Busan'a vardıklarında saat 22.30 civarıydı. Karanlık çökeli çok olmuştu. Trenden inip valizlerini ğörevlilerden teslim alıp bu saate rağmen bir çok insanın bulunduğu tren garından çıkmışlardı. Seungmin hala daha içinde bulunan toplar yüzünden düzgün yürüyemiyor, paytak adımlar atıyordu.
"Düzgün yürü Seungmin."
"Nasıl yapabilirim bunu hyung-nim?" Jeongin ona yaklaşarak sıkıca belini kavradı.
"Sana yardım edeceğim." Tekrardan yürümeye başladılar. Garın yanındaki otobüs durağına doğru.

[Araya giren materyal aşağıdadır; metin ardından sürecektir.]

//! Parser tests: literal matching, alternative competition, redirects,
//! backtracking, and the error map of rejected branches.

mod common;

use common::{demo_dispatcher, source, TestSource};

use cmdtree_core::{
    literal, CommandDispatcher, ErrorKind, IntegerArgument, StringArgument,
};

// ─── 1. Straight-line parses ────────────────────────────────────────────────

#[tokio::test]
async fn literal_chain_parses_completely() {
    let dispatcher = demo_dispatcher();
    let parse = dispatcher.parse("a 1 i", source()).await;
    assert!(parse.is_complete(), "expected a full parse of 'a 1 i'");

    let names: Vec<&str> = parse
        .context
        .nodes()
        .iter()
        .map(|p| dispatcher.node(p.node).name())
        .collect();
    assert_eq!(names, vec!["a", "1", "i"]);
}

#[tokio::test]
async fn node_ranges_are_increasing_and_reparse_to_their_text() {
    let dispatcher = demo_dispatcher();
    let input = "a 1 ii";
    let parse = dispatcher.parse(input, source()).await;
    assert!(parse.is_complete());

    let mut previous_end = 0;
    for parsed in parse.context.nodes() {
        assert!(
            parsed.span.start >= previous_end,
            "node ranges must be non-overlapping and increasing"
        );
        previous_end = parsed.span.end;
        let node = dispatcher.node(parsed.node);
        assert_eq!(
            parsed.span.text(input),
            node.name(),
            "recorded range must cover exactly the matched token"
        );
    }
}

#[tokio::test]
async fn parsing_is_deterministic() {
    let dispatcher = demo_dispatcher();
    let first = dispatcher.parse("a 1 i", source()).await;
    let second = dispatcher.parse("a 1 i", source()).await;

    let spans = |p: &cmdtree_core::ParseResults<TestSource>| {
        p.context
            .nodes()
            .iter()
            .map(|n| (n.node, n.span))
            .collect::<Vec<_>>()
    };
    assert_eq!(spans(&first), spans(&second));
    assert_eq!(first.reader.cursor(), second.reader.cursor());
    assert_eq!(
        first.exceptions.keys().collect::<Vec<_>>(),
        second.exceptions.keys().collect::<Vec<_>>()
    );
}

// ─── 2. Literal matching rules ──────────────────────────────────────────────

#[tokio::test]
async fn literals_match_case_insensitively() {
    let dispatcher = demo_dispatcher();
    let parse = dispatcher.parse("A 1 II", source()).await;
    assert!(parse.is_complete(), "literal matching is case-insensitive");
}

#[tokio::test]
async fn aliases_match_and_resolve_to_the_canonical_node() {
    let mut dispatcher: CommandDispatcher<TestSource> = CommandDispatcher::new();
    let id = dispatcher.register(literal(["teleport", "tp"]).executes(|_| Ok(Some(1))));

    let parse = dispatcher.parse("tp", source()).await;
    assert!(parse.is_complete());
    assert_eq!(parse.context.nodes()[0].node, id);
    assert_eq!(dispatcher.node(id).name(), "teleport");
    assert_eq!(dispatcher.node(id).aliases(), ["tp".to_owned()]);
}

#[test]
fn literal_valid_input_requires_a_terminator() {
    let mut dispatcher: CommandDispatcher<TestSource> = CommandDispatcher::new();
    let id = dispatcher.register(literal(["teleport", "tp"]));
    let node = dispatcher.node(id);

    for name in ["teleport", "tp"] {
        assert!(node.is_valid_input(name), "{name} must match");
        assert!(
            node.is_valid_input(&format!("{name} extra")),
            "{name} followed by the separator must match"
        );
    }
    assert!(!node.is_valid_input("tpx"), "no terminator after 'tp'");
    assert!(!node.is_valid_input("tele"), "prefix alone is not a match");
}

// ─── 3. Alternative competition ─────────────────────────────────────────────

#[tokio::test]
async fn a_matching_literal_shadows_argument_siblings() {
    let mut dispatcher: CommandDispatcher<TestSource> = CommandDispatcher::new();
    dispatcher.register(
        literal("x")
            .then_literal("lit", |b| b.executes(|_| Ok(Some(1))))
            .then_argument("any", StringArgument::word(), |b| b.executes(|_| Ok(Some(2)))),
    );

    let records = dispatcher.execute("x lit", source()).await.unwrap();
    assert!(
        matches!(records[..], [cmdtree_core::ExecRecord::Success { value: Some(1) }]),
        "the literal child must win for its own token"
    );

    let records = dispatcher.execute("x other", source()).await.unwrap();
    assert!(
        matches!(records[..], [cmdtree_core::ExecRecord::Success { value: Some(2) }]),
        "non-literal tokens fall through to the argument child"
    );
}

// ─── 4. Redirects ───────────────────────────────────────────────────────────

#[tokio::test]
async fn self_redirect_loops_back_to_the_root() {
    let dispatcher = demo_dispatcher();
    let parse = dispatcher.parse("j j j a", source()).await;
    assert!(parse.is_complete(), "j redirects to the root, three times");

    // Each redirect opens a child context; the last one holds `a`.
    let mut depth = 0;
    let mut builder = &parse.context;
    let names = loop {
        match builder.child() {
            Some(child) => {
                depth += 1;
                builder = child;
            }
            None => {
                break builder
                    .nodes()
                    .iter()
                    .map(|p| dispatcher.node(p.node).name().to_owned())
                    .collect::<Vec<_>>()
            }
        }
    };
    assert_eq!(depth, 3);
    assert_eq!(names, vec!["a"]);
}

#[tokio::test]
async fn redirect_to_a_named_node_continues_there() {
    let dispatcher = demo_dispatcher();
    // k redirects to h, which is executable.
    let records = dispatcher.execute("k h", source()).await;
    // "k h": after k redirects to h's *children*... h has none, so the parse
    // stops with leftover input.
    assert!(records.is_err(), "k redirects to h, which has no children");

    let parse = dispatcher.parse("j e", source()).await;
    assert!(parse.is_complete(), "redirect to root re-parses 'e'");
    let records = dispatcher.execute("j e", source()).await.unwrap();
    assert!(matches!(
        records[..],
        [cmdtree_core::ExecRecord::Success { value: Some(5) }]
    ));
}

// ─── 5. Rejected branches and the error map ─────────────────────────────────

#[tokio::test]
async fn unknown_command_has_an_empty_error_map() {
    let dispatcher = demo_dispatcher();
    let parse = dispatcher.parse("z", source()).await;
    assert!(!parse.is_complete());
    assert!(parse.exceptions.is_empty());
    assert_eq!(parse.reader.cursor(), 0);
}

#[tokio::test]
async fn missing_separator_is_reported_for_the_argument_child() {
    let mut dispatcher: CommandDispatcher<TestSource> = CommandDispatcher::new();
    dispatcher.register(literal("t").then_argument("n", IntegerArgument::new(), |b| {
        b.executes(|_| Ok(None))
    }));

    let parse = dispatcher.parse("t 12x", source()).await;
    assert_eq!(parse.exceptions.len(), 1);
    let child = dispatcher.find_node("t n").expect("argument node exists");
    let error = &parse.exceptions[&child];
    assert!(
        matches!(error.kind(), ErrorKind::ExpectedArgumentSeparator),
        "got {:?}",
        error.kind()
    );
    assert_eq!(error.cursor(), Some(4), "pinned right after the integer");
}

#[tokio::test]
async fn failed_argument_parse_lands_in_the_error_map() {
    let dispatcher = demo_dispatcher();
    // "use" is shorter than the 4-character minimum.
    let parse = dispatcher.parse("user-test use rule1 ", source()).await;

    let user_node = dispatcher.find_node("user-test User").expect("node");
    let error = &parse.exceptions[&user_node];
    assert!(matches!(error.kind(), ErrorKind::Range { .. }));
    assert_eq!(error.cursor(), Some(10), "pinned at the argument start");

    // The deepest successful state still covers the matched literal.
    let names: Vec<&str> = parse
        .context
        .nodes()
        .iter()
        .map(|p| dispatcher.node(p.node).name())
        .collect();
    assert_eq!(names, vec!["user-test"]);
}

#[tokio::test]
async fn failed_argument_load_lands_in_the_error_map() {
    let dispatcher = demo_dispatcher();
    let parse = dispatcher.parse("user-test failuser rule1", source()).await;

    let user_node = dispatcher.find_node("user-test User").expect("node");
    let error = &parse.exceptions[&user_node];
    assert!(
        matches!(error.kind(), ErrorKind::Message(m) if m.contains("failuser")),
        "load failures surface like parse failures"
    );
}

#[tokio::test]
async fn trailing_separator_leaves_input_unconsumed() {
    let dispatcher = demo_dispatcher();
    let parse = dispatcher.parse("i ", source()).await;
    assert!(!parse.is_complete());
    assert!(parse.exceptions.is_empty());
    assert_eq!(parse.reader.remaining(), " ");
}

Kalacakları otel şehir merkezindeydi ve bir yirmi dakikalık yol gitmeleri gerekiyordu.
"5 dakika sonra otobüs gelecekmiş." Seungmin telefon ekranına bakarak konuştuğunda Jeongin onu onaylamıştı. Sessizce otobüsü beklerlerken durağa bir adam yaklaştı. Çoğu kişi diğer tarafta kalan metro istasyonunu tercih etmişti. Çünkü otobüs şehrin diğer bölgelerine gitmiyor, sadece merkezdeki bir bölgeye hizmet sunuyordu. Bu yüzden otobüs durağında onlarla birlikte bekleyen küçük bir çocuk, annesi ve babası, bir de orta yqşlı bir teyze vardı. Sonrasında gelen adam ise leş gibi içku kokuyordu. Seungmin yanında duran adamdan rahatsız olarak Jeongine sokulmuştu. Içki kokusu yerine hyung'unun güzel kokan parfümü ona iyi gelmişti.

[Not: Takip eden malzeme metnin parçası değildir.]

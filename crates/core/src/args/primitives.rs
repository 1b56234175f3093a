//! Stock argument types for primitive values.

use std::borrow::Cow;

use crate::args::SimpleArgumentType;
use crate::error::{CommandError, ErrorKind, RangeFail};
use crate::reader::StrReader;

fn range_error(
    reader: &StrReader,
    start: usize,
    fail: RangeFail,
    what: &'static str,
    got: impl ToString,
    min: impl ToString,
    max: impl ToString,
) -> CommandError {
    let mut pinned = reader.clone();
    pinned.set_cursor(start);
    CommandError::with_reader(
        ErrorKind::Range {
            fail,
            what: Cow::Borrowed(what),
            got: got.to_string(),
            min: min.to_string(),
            max: max.to_string(),
        },
        pinned,
    )
}

// ─── Integer ─────────────────────────────────────────────────────────────────

/// Signed integer argument with optional `[min, max]` bounds.
#[derive(Debug, Clone, Copy)]
pub struct IntegerArgument {
    min: i64,
    max: i64,
}

impl IntegerArgument {
    /// An unbounded integer.
    pub fn new() -> Self {
        Self {
            min: i64::MIN,
            max: i64::MAX,
        }
    }

    /// An integer bounded to `[min, max]` (inclusive).
    pub fn between(min: i64, max: i64) -> Self {
        Self { min, max }
    }

    /// An integer bounded below.
    pub fn at_least(min: i64) -> Self {
        Self { min, max: i64::MAX }
    }
}

impl Default for IntegerArgument {
    fn default() -> Self {
        Self::new()
    }
}

impl SimpleArgumentType for IntegerArgument {
    type Value = i64;

    fn parse_value(&self, reader: &mut StrReader) -> Result<i64, CommandError> {
        let start = reader.cursor();
        let value = reader.read_i64()?;
        if value < self.min {
            return Err(range_error(
                reader,
                start,
                RangeFail::Below,
                "Integer",
                value,
                self.min,
                self.max,
            ));
        }
        if value > self.max {
            return Err(range_error(
                reader,
                start,
                RangeFail::Above,
                "Integer",
                value,
                self.min,
                self.max,
            ));
        }
        Ok(value)
    }

    fn examples(&self) -> Vec<String> {
        vec!["0".into(), "123".into(), "-123".into()]
    }
}

// ─── Float ───────────────────────────────────────────────────────────────────

/// Floating-point argument with optional `[min, max]` bounds.
#[derive(Debug, Clone, Copy)]
pub struct FloatArgument {
    min: f64,
    max: f64,
}

impl FloatArgument {
    /// An unbounded float.
    pub fn new() -> Self {
        Self {
            min: f64::NEG_INFINITY,
            max: f64::INFINITY,
        }
    }

    /// A float bounded to `[min, max]` (inclusive).
    pub fn between(min: f64, max: f64) -> Self {
        Self { min, max }
    }
}

impl Default for FloatArgument {
    fn default() -> Self {
        Self::new()
    }
}

impl SimpleArgumentType for FloatArgument {
    type Value = f64;

    fn parse_value(&self, reader: &mut StrReader) -> Result<f64, CommandError> {
        let start = reader.cursor();
        let value = reader.read_f64()?;
        if value < self.min {
            return Err(range_error(
                reader,
                start,
                RangeFail::Below,
                "Float",
                value,
                self.min,
                self.max,
            ));
        }
        if value > self.max {
            return Err(range_error(
                reader,
                start,
                RangeFail::Above,
                "Float",
                value,
                self.min,
                self.max,
            ));
        }
        Ok(value)
    }

    fn examples(&self) -> Vec<String> {
        vec!["0".into(), "1.2".into(), ".5".into(), "-1".into()]
    }
}

// ─── Bool ────────────────────────────────────────────────────────────────────

/// `true` / `false` argument.
#[derive(Debug, Clone, Copy, Default)]
pub struct BoolArgument;

impl BoolArgument {
    /// A boolean argument.
    pub fn new() -> Self {
        Self
    }
}

impl SimpleArgumentType for BoolArgument {
    type Value = bool;

    fn parse_value(&self, reader: &mut StrReader) -> Result<bool, CommandError> {
        reader.read_bool()
    }

    fn examples(&self) -> Vec<String> {
        vec!["true".into(), "false".into()]
    }
}

// ─── String ──────────────────────────────────────────────────────────────────

#[derive(Debug, Clone, Copy, PartialEq, Eq)]
enum StringMode {
    SingleWord,
    QuotedPhrase,
    GreedyPhrase,
}

/// String argument in one of three shapes: a single unquoted word, an
/// optionally-quoted phrase, or the greedy remainder of the input.
#[derive(Debug, Clone, Copy)]
pub struct StringArgument {
    mode: StringMode,
}

impl StringArgument {
    /// A single unquoted word.
    pub fn word() -> Self {
        Self {
            mode: StringMode::SingleWord,
        }
    }

    /// A quoted phrase, or a bare word when unquoted.
    pub fn quoted() -> Self {
        Self {
            mode: StringMode::QuotedPhrase,
        }
    }

    /// Everything up to the end of the input, spaces included.
    pub fn greedy() -> Self {
        Self {
            mode: StringMode::GreedyPhrase,
        }
    }
}

impl SimpleArgumentType for StringArgument {
    type Value = String;

    fn parse_value(&self, reader: &mut StrReader) -> Result<String, CommandError> {
        match self.mode {
            StringMode::SingleWord => Ok(reader.read_unquoted().to_owned()),
            StringMode::QuotedPhrase => reader.read_string(),
            StringMode::GreedyPhrase => {
                let text = reader.remaining().to_owned();
                reader.set_cursor(reader.input().len());
                Ok(text)
            }
        }
    }

    fn examples(&self) -> Vec<String> {
        match self.mode {
            StringMode::SingleWord => vec!["word".into(), "words_with_underscores".into()],
            StringMode::QuotedPhrase => vec!["\"quoted phrase\"".into(), "word".into()],
            StringMode::GreedyPhrase => vec!["word".into(), "words with spaces".into()],
        }
    }
}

Durağın önünde duran otobüsle ilk önce inecek olanlar inmiş, sonrasında ise onlar binmişlerdi. Arka taraflarda ikili koltuklara oturmuşlardı. Seungmin oturmasından dolayı prostatına daha çok baskı yapan toplarla inlememek için zor tutmuştu kendini. Jeongin'in koluna sarılmış, başını omzuna yaslamıştı. Yorulmuştu ve dinlenmek istiyordu. Yirmi dakika çabucak geçerken merkeze gelmişlerdi. Sokaklar bu saatte çok hareketliydi. Otobüsten indiler ve Seungmin'in önderliği ile kalacakları oteli bulmuşlardı. Seungmin çoktan rezervasyon yaptırdığı için resepsiyona gidip adını vermişti. Resepsiyondaki tatlı kadın ona oda kartını teslim etmiş, ardından çalışanlardan biri gelip valizlerini almış ve onlara yolu göstermişti önden ilerleyerek. İkinci kattaki odalarına girip kapıyı kapattıklarıda Seungmin kendini yatağa attı. Jeongin çantasını kenara koyarak küçük tekli koltuğa oturmuştu. Yatak çift kişilikti. Odanın içi loştu.
"Seungmin?" diye seslendi kısık bir sesle.
"Efendim hyung?"
"Hadi kalkta bir market falan bulalım, yemek yiyelim." Seungmin yatakta doğrulup başını onaylarcasına sallamıştı. Kalkıp valizine ilerlemiş içinden kıyafet çıkarmıştı bir kaç parça. Ardından tişörtünü tek hamlede çıkarıp atmıştı üzerinden. Jeongin çocuğun bedenini incelerken Seungmin pantolonunu da çıkarmıştı. Valizinden aldığı tişörtü ve pantolonu giyerek geri yatağa oturmuştu. Jeongin hala daha pür dikkat onu izliyordu.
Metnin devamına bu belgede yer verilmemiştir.